Records from a data collection:
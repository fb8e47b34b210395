//! In-memory tracker for exercising the resolver and workflow without a server.

use std::cell::RefCell;
use std::collections::HashMap;

use serde_json::{Map, Value};

use super::{
    Comment, NetworkError, Result, Tracker, comment_create_payload, comment_update_payload,
    issue_update_payload,
};

/// A call the fake received, with the payload a real client would have sent.
#[derive(Debug, Clone, PartialEq)]
pub enum Call {
    Fetch(String),
    FetchComments(String),
    Write {
        method: &'static str,
        endpoint: String,
        payload: Value,
    },
}

#[derive(Default)]
pub struct FakeTracker {
    /// Text served per endpoint, for both issues and comments.
    pub texts: HashMap<String, String>,
    pub comments: Vec<Comment>,
    /// When set, every write fails with this status and body.
    pub write_failure: Option<(u16, &'static str)>,
    /// When set, every read fails with this status and body.
    pub read_failure: Option<(u16, &'static str)>,
    pub calls: RefCell<Vec<Call>>,
}

impl FakeTracker {
    pub fn with_text(endpoint: &str, text: &str) -> Self {
        Self {
            texts: HashMap::from([(endpoint.to_string(), text.to_string())]),
            ..Self::default()
        }
    }

    pub fn calls(&self) -> Vec<Call> {
        self.calls.borrow().clone()
    }

    pub fn writes(&self) -> Vec<Call> {
        self.calls()
            .into_iter()
            .filter(|c| matches!(c, Call::Write { .. }))
            .collect()
    }

    fn read(&self, endpoint: &str) -> Result<String> {
        self.calls
            .borrow_mut()
            .push(Call::Fetch(endpoint.to_string()));
        if let Some((status, body)) = self.read_failure {
            return Err(NetworkError::Application {
                status,
                body: body.to_string(),
            });
        }
        self.texts
            .get(endpoint)
            .cloned()
            .ok_or_else(|| NetworkError::Application {
                status: 404,
                body: format!("no fixture for {endpoint}"),
            })
    }

    fn write(&self, method: &'static str, endpoint: &str, payload: Value) -> Result<()> {
        self.calls.borrow_mut().push(Call::Write {
            method,
            endpoint: endpoint.to_string(),
            payload,
        });
        match self.write_failure {
            Some((status, body)) => Err(NetworkError::Application {
                status,
                body: body.to_string(),
            }),
            None => Ok(()),
        }
    }
}

impl Tracker for FakeTracker {
    fn fetch_issue_text(&self, endpoint: &str) -> Result<String> {
        self.read(endpoint)
    }

    fn fetch_comment_text(&self, endpoint: &str) -> Result<String> {
        self.read(endpoint)
    }

    fn fetch_comments(&self, endpoint: &str) -> Result<Vec<Comment>> {
        self.calls
            .borrow_mut()
            .push(Call::FetchComments(endpoint.to_string()));
        Ok(self.comments.clone())
    }

    fn update_issue_text(&self, endpoint: &str, text: &str) -> Result<()> {
        self.write("PUT", endpoint, issue_update_payload(text))
    }

    fn update_comment_text(&self, endpoint: &str, text: &str) -> Result<()> {
        self.write("PUT", endpoint, comment_update_payload(text))
    }

    fn create_comment(
        &self,
        endpoint: &str,
        text: &str,
        extra_fields: &Map<String, Value>,
    ) -> Result<()> {
        self.write("POST", endpoint, comment_create_payload(text, extra_fields))
    }
}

• _Work instruction_: All of the records need to be transcribed exactly.

• _Solution to the problem_:
repository fb8e47b34b210395
//! In-memory tracker for exercising the resolver and workflow without a server.

use std::cell::RefCell;
use std::collections::HashMap;

use serde_json::{Map, Value};

use super::{
    Comment, NetworkError, Result, Tracker, comment_create_payload, comment_update_payload,
    issue_update_payload,
};

/// A call the fake received, with the payload a real client would have sent.
#[derive(Debug, Clone, PartialEq)]
pub enum Call {
    Fetch(String),
    FetchComments(String),
    Write {
        method: &'static str,
        endpoint: String,
        payload: Value,
    },
}

#[derive(Default)]
pub struct FakeTracker {
    /// Text served per endpoint, for both issues and comments.
    pub texts: HashMap<String, String>,
    pub comments: Vec<Comment>,
    /// When set, every write fails with this status and body.
    pub write_failure: Option<(u16, &'static str)>,
    /// When set, every read fails with this status and body.
    pub read_failure: Option<(u16, &'static str)>,
    pub calls: RefCell<Vec<Call>>,
}

impl FakeTracker {
    pub fn with_text(endpoint: &str, text: &str) -> Self {
        Self {
            texts: HashMap::from([(endpoint.to_string(), text.to_string())]),
            ..Self::default()
        }
    }

    pub fn calls(&self) -> Vec<Call> {
        self.calls.borrow().clone()
    }

    pub fn writes(&self) -> Vec<Call> {
        self.calls()
            .into_iter()
            .filter(|c| matches!(c, Call::Write { .. }))
            .collect()
    }

    fn read(&self, endpoint: &str) -> Result<String> {
        self.calls
            .borrow_mut()
            .push(Call::Fetch(endpoint.to_string()));
        if let Some((status, body)) = self.read_failure {
            return Err(NetworkError::Application {
                status,
                body: body.to_string(),
            });
        }
        self.texts
            .get(endpoint)
            .cloned()
            .ok_or_else(|| NetworkError::Application {
                status: 404,
                body: format!("no fixture for {endpoint}"),
            })
    }

    fn write(&self, method: &'static str, endpoint: &str, payload: Value) -> Result<()> {
        self.calls.borrow_mut().push(Call::Write {
            method,
            endpoint: endpoint.to_string(),
            payload,
        });
        match self.write_failure {
            Some((status, body)) => Err(NetworkError::Application {
                status,
                body: body.to_string(),
            }),
            None => Ok(()),
        }
    }
}

impl Tracker for FakeTracker {
    fn fetch_issue_text(&self, endpoint: &str) -> Result<String> {
        self.read(endpoint)
    }

    fn fetch_comment_text(&self, endpoint: &str) -> Result<String> {
        self.read(endpoint)
    }

    fn fetch_comments(&self, endpoint: &str) -> Result<Vec<Comment>> {
        self.calls
            .borrow_mut()
            .push(Call::FetchComments(endpoint.to_string()));
        Ok(self.comments.clone())
    }

    fn update_issue_text(&self, endpoint: &str, text: &str) -> Result<()> {
        self.write("PUT", endpoint, issue_update_payload(text))
    }

    fn update_comment_text(&self, endpoint: &str, text: &str) -> Result<()> {
        self.write("PUT", endpoint, comment_update_payload(text))
    }

    fn create_comment(
        &self,
        endpoint: &str,
        text: &str,
        extra_fields: &Map<String, Value>,
    ) -> Result<()> {
        self.write("POST", endpoint, comment_create_payload(text, extra_fields))
    }
}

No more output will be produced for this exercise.